In recent years, some have begun to re-think that process. A rising trend is something called a “natural burial.” In a natural burial, your body is placed in the ground, with no embalming or other chemicals used, in a biodegradable casket or else wrapped in just a shroud. Both your body and your container will then return to the earth naturally.
These “natural” burials have multiple possible benefits. For one thing, they offer the potential of substantially lower expense. In decades past, a person laid to rest in a pauper's grave might have a simple pine wood box as his/her casket. While these boxes were biodegradable, they were used because they were inexpensive. Today, a traditional funeral and burial with all the elements commonly associated with it can cost many thousands of dollars. The casket alone can cost in excess of $2,000, according to a Kiplinger report. For families with limited financial means, spending $7,000, $10,000 or even more may be an impossible thing to accomplish. A natural burial may have the advantage of saving the family thousands.

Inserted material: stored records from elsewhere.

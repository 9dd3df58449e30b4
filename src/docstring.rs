//! Docstring resolution from runs of comment lines.

/// Rendering of a blank marked line.
pub const PARAGRAPH_BREAK: &str = "\n\n";

/// Resolve the docstring carried by `lines` using a single marker.
///
/// Only the maximal prefix of marked lines counts; the first unmarked line
/// ends the docstring. Returns `None` when that prefix has no text.
pub fn resolve<S: AsRef<str>>(lines: &[S], marker: &str) -> Option<String> {
    resolve_any(lines, &[marker])
}

/// Like [`resolve`], but a line is marked if it starts with any of `markers`.
pub fn resolve_any<S, M>(lines: &[S], markers: &[M]) -> Option<String>
where
    S: AsRef<str>,
    M: AsRef<str>,
{
    let mut parts: Vec<Option<&str>> = Vec::new();
    for line in lines {
        let Some(rest) = strip_marker(line.as_ref(), markers) else {
            break;
        };
        let rest = rest.trim();
        parts.push(if rest.is_empty() { None } else { Some(rest) });
    }
    join(&parts)
}

/// Strip the first matching marker from a trimmed line.
///
/// Longer markers are tried first so `!>>` does not shadow `!>`-prefixed text
/// when both are configured.
pub fn strip_marker<'a, M: AsRef<str>>(line: &'a str, markers: &[M]) -> Option<&'a str> {
    let t = line.trim();
    let mut best: Option<&'a str> = None;
    let mut best_len = 0;
    for m in markers {
        let m = m.as_ref();
        if m.len() > best_len {
            if let Some(rest) = t.strip_prefix(m) {
                best = Some(rest);
                best_len = m.len();
            }
        }
    }
    best
}

/// Join resolved fragments: text with spaces, `None` as a paragraph break.
fn join(parts: &[Option<&str>]) -> Option<String> {
    let mut out = String::new();
    let mut pending_break = false;
    for part in parts {
        match part {
            None => pending_break = !out.is_empty(),
            Some(text) => {
                if pending_break {
                    out.push_str(PARAGRAPH_BREAK);
                    pending_break = false;
                } else if !out.is_empty() {
                    out.push(' ');
                }
                out.push_str(text);
            }
        }
    }
    if out.is_empty() {
        None
    } else {
        Some(out)
    }
}

/// Combine a leading (pre-declaration) and a trailing docstring.
pub fn concat(leading: Option<String>, trailing: Option<String>) -> Option<String> {
    match (leading, trailing) {
        (Some(a), Some(b)) => Some(format!("{a}{PARAGRAPH_BREAK}{b}")),
        (a, b) => a.or(b),
    }
}

/// Split a source line into its code and its trailing `!` comment.
///
/// A `!` inside a character literal does not start a comment.
pub fn split_comment(line: &str) -> (&str, Option<&str>) {
    let mut quote: Option<char> = None;
    for (i, c) in line.char_indices() {
        match quote {
            Some(q) if c == q => quote = None,
            Some(_) => {}
            None if c == '\'' || c == '"' => quote = Some(c),
            None if c == '!' => return (&line[..i], Some(&line[i..])),
            None => {}
        }
    }
    (line, None)
}

/// True for a line that holds nothing but a comment.
pub fn is_comment_line(line: &str) -> bool {
    line.trim_start().starts_with('!')
}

Aside from the monetary benefits, the primary “plus” for many people who consider natural burial is the role it plays in helping to save the planet. According to a Pacific Standard report, Americans put in the ground “73,000 kilometers (45,000 miles) of hardwood boards, 58,500 tons of steel, 1.5 million tons of concrete, and 3.1 million liters (819,000 gallons) of formaldehyde.” That's quite a lot and many of these materials biodegrade very slowly if at all. This has the potential to be very unhealthy for the environment long-term.
Whether your concerns focus chiefly on financial responsibility or environmental responsibility, proper estate planning can help you ensure that your objectives become reality. Proper planning can give you the peace of mind that comes from knowing that you will be buried in a way that's consistent with your values, and your loved ones can have the peace of mind that comes from knowing they've made decisions consistent with what you would have wanted.